I decided to build up some areas on both the backgrounds, so now more trimming to do...

I did managed to get the stand done.


----------



## Mohlerbear (Feb 20, 2014)

frogtodd said:


> I decided to build up some areas on both the backgrounds, so now more trimming to do...
> 
> 
> 
> I did managed to get the stand done.



Dude these are going to be so rad! 
How are you planning on covering the backgrounds on both?! Drylok on the creek side perhaps?!


Loading bowls and building vivs! Braaap!
Sent from my iPhone using Tapatalk


----------



## frogtodd (Dec 25, 2014)

Got my background mix from NEherp and I'm pretty much done carving. Maybe some"OCD" touch ups yet, but pretty much done.

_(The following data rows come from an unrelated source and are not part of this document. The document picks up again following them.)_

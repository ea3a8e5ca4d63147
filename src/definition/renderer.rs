use serde::{Deserialize, Serialize};

use crate::builder::choices::{ChoiceKind, ChoiceOptions};
use crate::builder::collection::FieldsetOptions;
use crate::builder::error::BuilderError;
use crate::builder::form_builder::FormBuilder;
use crate::builder::text_field::TextFieldOptions;
use crate::definition::definition_model::{ChoiceDefinition, FieldDefinition, FormDefinition};
use crate::elements::label::LabelOptions;
use crate::elements::legend::LegendOptions;

/// Keywords applied where a definition leaves them unset.
#[derive(Debug, Clone, Default, PartialEq, Eq, Serialize, Deserialize)]
pub struct RenderDefaults {
    #[serde(default)]
    pub label_size: Option<String>,

    #[serde(default)]
    pub label_weight: Option<String>,

    #[serde(default)]
    pub legend_size: Option<String>,
}

impl RenderDefaults {
    fn label(&self, label: &LabelOptions) -> LabelOptions {
        LabelOptions {
            text: label.text.clone(),
            size: label.size.clone().or_else(|| self.label_size.clone()),
            weight: label.weight.clone().or_else(|| self.label_weight.clone()),
        }
    }

    fn legend(&self, legend: &LegendOptions) -> LegendOptions {
        LegendOptions {
            text: legend.text.clone(),
            size: legend.size.clone().or_else(|| self.legend_size.clone()),
            tag: legend.tag.clone(),
        }
    }
}

/// Renders form definitions through a [`FormBuilder`].
pub struct DefinitionRenderer<'a> {
    builder: FormBuilder,
    defaults: &'a RenderDefaults,
}

impl<'a> DefinitionRenderer<'a> {
    pub fn new(definition: &FormDefinition, defaults: &'a RenderDefaults) -> Self {
        let mut builder = FormBuilder::new(&definition.object_name);
        for (attribute, values) in &definition.values {
            for value in values {
                builder = builder.with_value(attribute, value);
            }
        }
        for (attribute, messages) in &definition.errors {
            for message in messages {
                builder = builder.with_error(attribute, message);
            }
        }

        Self { builder, defaults }
    }

    /// Render every field, one fragment per line. The first error aborts the render.
    pub fn render(&self, fields: &[FieldDefinition]) -> Result<String, BuilderError> {
        let fragments = fields
            .iter()
            .map(|field| self.render_field(field))
            .collect::<Result<Vec<_>, _>>()?;
        Ok(fragments.join("\n"))
    }

    fn render_field(&self, field: &FieldDefinition) -> Result<String, BuilderError> {
        match field {
            FieldDefinition::TextField {
                attribute,
                label,
                hint,
            } => {
                let options = TextFieldOptions {
                    label: self.defaults.label(label),
                    hint: hint.clone(),
                    aria_describedby: Vec::new(),
                };
                self.builder.govuk_text_field(attribute, &options)
            }

            FieldDefinition::CheckBox {
                attribute,
                value,
                label,
                hint,
                conditional,
            } => self.render_item(
                ChoiceKind::CheckBox,
                attribute,
                value,
                label,
                hint.as_deref(),
                conditional,
            ),

            FieldDefinition::RadioButton {
                attribute,
                value,
                label,
                hint,
                conditional,
            } => self.render_item(
                ChoiceKind::Radio,
                attribute,
                value,
                label,
                hint.as_deref(),
                conditional,
            ),

            FieldDefinition::CollectionCheckBoxes {
                attribute,
                legend,
                hint,
                options,
            } => self.builder.govuk_collection_check_boxes(
                attribute,
                options,
                &self.fieldset_options(legend, hint.as_deref()),
                None,
            ),

            FieldDefinition::CollectionRadioButtons {
                attribute,
                legend,
                hint,
                options,
            } => self.builder.govuk_collection_radio_buttons(
                attribute,
                options,
                &self.fieldset_options(legend, hint.as_deref()),
                None,
            ),

            FieldDefinition::CheckBoxesFieldset {
                attribute,
                legend,
                hint,
                items,
            } => {
                let content = self.render_items(ChoiceKind::CheckBox, attribute, items.as_deref())?;
                self.builder.govuk_check_boxes_fieldset(
                    attribute,
                    &self.fieldset_options(legend, hint.as_deref()),
                    content.as_deref(),
                )
            }

            FieldDefinition::RadioButtonsFieldset {
                attribute,
                legend,
                hint,
                items,
            } => {
                let content = self.render_items(ChoiceKind::Radio, attribute, items.as_deref())?;
                self.builder.govuk_radio_buttons_fieldset(
                    attribute,
                    &self.fieldset_options(legend, hint.as_deref()),
                    content.as_deref(),
                )
            }
        }
    }

    fn render_items(
        &self,
        kind: ChoiceKind,
        attribute: &str,
        items: Option<&[ChoiceDefinition]>,
    ) -> Result<Option<String>, BuilderError> {
        let Some(items) = items else {
            return Ok(None);
        };

        let mut content = String::new();
        for item in items {
            content.push_str(&self.render_item(
                kind,
                attribute,
                &item.value,
                &item.label,
                item.hint.as_deref(),
                &item.conditional,
            )?);
        }
        Ok(Some(content))
    }

    fn render_item(
        &self,
        kind: ChoiceKind,
        attribute: &str,
        value: &str,
        label: &LabelOptions,
        hint: Option<&str>,
        conditional: &[FieldDefinition],
    ) -> Result<String, BuilderError> {
        // nested controls are rendered first and handed over as a fragment
        let nested = conditional
            .iter()
            .map(|field| self.render_field(field))
            .collect::<Result<String, _>>()?;

        let options = ChoiceOptions {
            label: self.defaults.label(label),
            hint: hint.map(str::to_string),
            aria_describedby: Vec::new(),
        };
        let content = Some(nested.as_str()).filter(|n| !n.is_empty());

        match kind {
            ChoiceKind::CheckBox => self.builder.govuk_check_box(attribute, value, &options, content),
            ChoiceKind::Radio => self.builder.govuk_radio_button(attribute, value, &options, content),
        }
    }

    fn fieldset_options(&self, legend: &LegendOptions, hint: Option<&str>) -> FieldsetOptions {
        FieldsetOptions {
            legend: self.defaults.legend(legend),
            hint: hint.map(str::to_string),
            aria_describedby: Vec::new(),
        }
    }
}

/// Render a whole definition.
pub fn render_definition(
    definition: &FormDefinition,
    defaults: &RenderDefaults,
) -> Result<String, BuilderError> {
    tracing::debug!(
        object = %definition.object_name,
        fields = definition.fields.len(),
        "rendering form definition"
    );
    DefinitionRenderer::new(definition, defaults).render(&definition.fields)
}
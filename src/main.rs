use clap::Parser;
use govuk_form_builder::cli::commands::{cmd_ids, cmd_render};
use govuk_form_builder::cli::config::{Cli, Commands, load_config};
use tracing_subscriber::EnvFilter;

fn main() -> Result<(), Box<dyn std::error::Error>> {
    let cli = Cli::parse();
    init_logging(cli.verbose);

    let config = load_config(cli.config.as_deref());

    match cli.command {
        Commands::Render { form, output } => {
            cmd_render(&form, output.as_deref(), &config)?;
        }
        Commands::Ids {
            object,
            attribute,
            value,
        } => {
            cmd_ids(&object, &attribute, value.as_deref())?;
        }
    }

    Ok(())
}

/// RUST_LOG wins; otherwise -v/-vv/-vvv raise the level from warn.
fn init_logging(verbose: u8) {
    let level = match verbose {
        0 => "warn",
        1 => "info",
        2 => "debug",
        _ => "trace",
    };
    let filter = EnvFilter::try_from_default_env().unwrap_or_else(|_| EnvFilter::new(level));

    tracing_subscriber::fmt()
        .with_env_filter(filter)
        .with_writer(std::io::stderr)
        .init();
}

I hope to have the background done (silicone/neherp mix) by next weekend.
Let it air out for a week and then start planting!


----------



## frogtodd (Dec 25, 2014)

Ready and waiting for the Zoopoxy...


----------



## emallard25 (Jun 28, 2012)

looking good, can't wait to see the finished product!


----------



## chillplants (Jul 14, 2008)

Any updates? I'm very curious to see how these turn out.


----------



## smoosh (Oct 25, 2014)

Awesome builds so far! Also a really big fan of neherp! Always great service and products


----------



## frogtodd (Dec 25, 2014)

Finally got back to building. The Zoopoxy came in.


----------



## Azurel (Aug 5, 2010)

frogtodd said:


> Finally got back to building. The Zoopoxy came in.


Amazing rock work

Sent from my SM-G900P using Tapatalk


----------



## Dendro Dave (Aug 2, 2005)

Looks promising, can't wait to see it done


----------



## frogtodd (Dec 25, 2014)

About ready to plant. Still making a few adjustments...


----------



## Panther (Feb 23, 2014)

Awesome! Those rocks in the background look very real!


----------



## frogtodd (Dec 25, 2014)

I finished the first round of planting about a month ago. I just ordered the rest of the plants today from NEHERP. Will post more pics when I get them planted.


----------



## Gibbs.JP (Feb 16, 2016)

frogtodd said:


> I finished the first round of planting about a month ago. I just ordered the rest of the plants today from NEHERP. Will post more pics when I get them planted.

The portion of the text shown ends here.